**Your assignment**. Write out, word for word, only the lines from the one containing "active_on(versions, day).map(|v| v.fields.employee_type_id)" through the final line of the data.

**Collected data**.

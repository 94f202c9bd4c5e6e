// Copyright (C) 2026 Fred Clausen
// Use of this source code is governed by an MIT-style
// license that can be found in the LICENSE file or at
// https://opensource.org/licenses/MIT.

//! User-to-shift assignment timelines.
//!
//! Each user has one timeline; every version places the user in exactly one
//! shift at a display position within that shift.

use shiftboard_domain::{EmployeeTypeId, UserOid};
use time::Date;

use crate::timeline::{TimelineVersion, active_on};

/// The versioned fields of an assignment.
#[derive(Debug, Clone, Copy, PartialEq, Eq)]
pub struct AssignmentFields {
    pub employee_type_id: EmployeeTypeId,
    pub display_order: i64,
}

impl AssignmentFields {
    /// Creates assignment fields.
    #[must_use]
    pub const fn new(employee_type_id: EmployeeTypeId, display_order: i64) -> Self {
        Self {
            employee_type_id,
            display_order,
        }
    }
}

/// One dated assignment of a user.
pub type AssignmentVersion = TimelineVersion<AssignmentFields>;

/// A stored assignment row with its owner.
#[derive(Debug, Clone, PartialEq, Eq)]
pub struct AssignmentRecord {
    pub user_oid: UserOid,
    pub version: AssignmentVersion,
}

impl AssignmentRecord {
    /// Creates a record.
    #[must_use]
    pub const fn new(user_oid: UserOid, version: AssignmentVersion) -> Self {
        Self { user_oid, version }
    }

    /// Shift of this record.
    #[must_use]
    pub const fn employee_type_id(&self) -> EmployeeTypeId {
        self.version.fields.employee_type_id
    }

    /// Display position of this record.
    #[must_use]
    pub const fn display_order(&self) -> i64 {
        self.version.fields.display_order
    }
}

/// Returns the shift a user belongs to on `day`.
#[must_use]
pub fn shift_on(versions: &[AssignmentVersion], day: Date) -> Option<EmployeeTypeId> {
    active_on(versions, day).map(|v| v.fields.employee_type_id)
}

**Output of the exercise**.
    active_on(versions, day).map(|v| v.fields.employee_type_id)
}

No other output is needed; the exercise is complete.